采用实时荧光PCR技术,针对致泻大肠埃希氏菌(DEC)特异性基因设计引物和探针。PCR扩增过程中,与模板结合的探针被Taq酶分解产生荧光信号,荧光定量PCR仪根据检测到的荧光信号绘制出实时扩增曲线,从而实现致泻大肠埃希氏菌(DEC)在核酸水平上的菌株鉴定。
1、核酸提取
加热法:刮取一环菌落,悬浮于100μL的无菌水中,漩涡震荡10s(如果菌落未能均匀分散,可适当延长震荡时间),95℃或沸水浴5min,冷却至室温,12000rpm离心5min,吸取上清。

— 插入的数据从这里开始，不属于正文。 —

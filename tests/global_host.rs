//! The process-wide host is shared by every test in a binary, so this file holds a
//! single test that walks it through its whole life in order.

use bootwire::prelude::*;
use std::sync::atomic::{AtomicUsize, Ordering};

struct NamedPlatform(&'static str);

impl Platform for NamedPlatform {
    fn name(&self) -> &str {
        self.0
    }
}

trait CustomThing: Send + Sync {}

struct Counter(AtomicUsize);

#[test]
fn test_global_host_lifecycle() {
    // Before initialize: every access fails the same way.
    assert!(!bootwire::is_initialized());
    assert_eq!(bootwire::current().unwrap_err(), ResolveError::Uninitialized);
    assert!(matches!(
        bootwire::resolve::<dyn Platform>(),
        Err(ResolveError::Uninitialized)
    ));
    assert!(matches!(
        bootwire::resolve_all::<dyn CustomThing>(),
        Err(ResolveError::Uninitialized)
    ));
    assert!(bootwire::logger_factory().is_err());

    let early = bootwire::lazy_resolve::<dyn Platform>();
    assert!(!early.is_forced());

    // A failing hook does not publish anything.
    let failing = FnStartup::new()
        .on_services(|_, _| Err(ContainerError::registration("missing connection string")));
    let err = bootwire::initialize(Arc::new(NamedPlatform("P0")), Some(&failing)).unwrap_err();
    assert!(matches!(err, InitError::Container(ContainerError::Registration { .. })));
    assert!(!bootwire::is_initialized());
    assert!(matches!(
        bootwire::resolve::<dyn Platform>(),
        Err(ResolveError::Uninitialized)
    ));

    // Bootstrap without a hook.
    let platform: Arc<dyn Platform> = Arc::new(NamedPlatform("P1"));
    bootwire::initialize(Arc::clone(&platform), None).unwrap();
    assert!(bootwire::is_initialized());

    let resolved = bootwire::resolve::<dyn Platform>().unwrap();
    assert!(Arc::ptr_eq(&resolved, &platform));
    assert_eq!(resolved.name(), "P1");
    assert!(bootwire::resolve_all::<dyn CustomThing>().unwrap().is_empty());

    // The handle created before initialize was never forced, so it sees the new state.
    assert_eq!(early.get().unwrap().name(), "P1");

    // Re-initializing replaces the resolver by default.
    let before = bootwire::current().unwrap();
    let startup = FnStartup::new().on_services(|services, _| {
        services.register(Counter(AtomicUsize::new(0)));
        Ok(())
    });
    HostBuilder::new()
        .platform(NamedPlatform("P2"))
        .startup(startup)
        .init_global()
        .unwrap();

    let after = bootwire::current().unwrap();
    assert!(!Arc::ptr_eq(&before, &after));
    assert_eq!(bootwire::resolve::<dyn Platform>().unwrap().name(), "P2");

    // The host exists by now, so its options can no longer be chosen.
    let err = HostBuilder::new()
        .platform(NamedPlatform("P3"))
        .options(HostOptions::default().with_reinit(ReinitPolicy::Reject))
        .init_global()
        .unwrap_err();
    assert!(matches!(err, InitError::GlobalOptionsFixed));
    assert_eq!(bootwire::resolve::<dyn Platform>().unwrap().name(), "P2");

    let counter = bootwire::lazy_resolve::<Counter>();
    counter.get().unwrap().0.fetch_add(1, Ordering::SeqCst);
    assert_eq!(
        bootwire::resolve::<Counter>().unwrap().0.load(Ordering::SeqCst),
        1
    );
}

试剂盒法:可使用商品化的试剂盒提取细菌的基因组DNA。
2、反应体系配置
从试剂盒中取出预混液,充分融化,涡旋后短暂离心,取20μL置于PCR管或PCR板中,然后各取模板5μL分别加入PCR管或PCR板中(每种模板要使用五种预混液),盖好管盖或板膜,短暂离心,立即进行PCR扩增反应。
3、PCR扩增
PCR管或PCR板置于PCR仪上,推荐反应程序设定如下:反应体系为25μL,在第二步每个循环60℃时检测荧光信号,检测通道选择FAM、HEX(VIC)、CY5。
DY步 | 第二步 | ||
1个循环 | 40个循环 | ||
95℃ | 95℃ | 60℃√ | 72℃ |
5min | 15s | 30s√ | 30s |
注:使用ABI系列PCR仪器,如果不添加ROX,“passive reference”和 “quencher”均选择“none”。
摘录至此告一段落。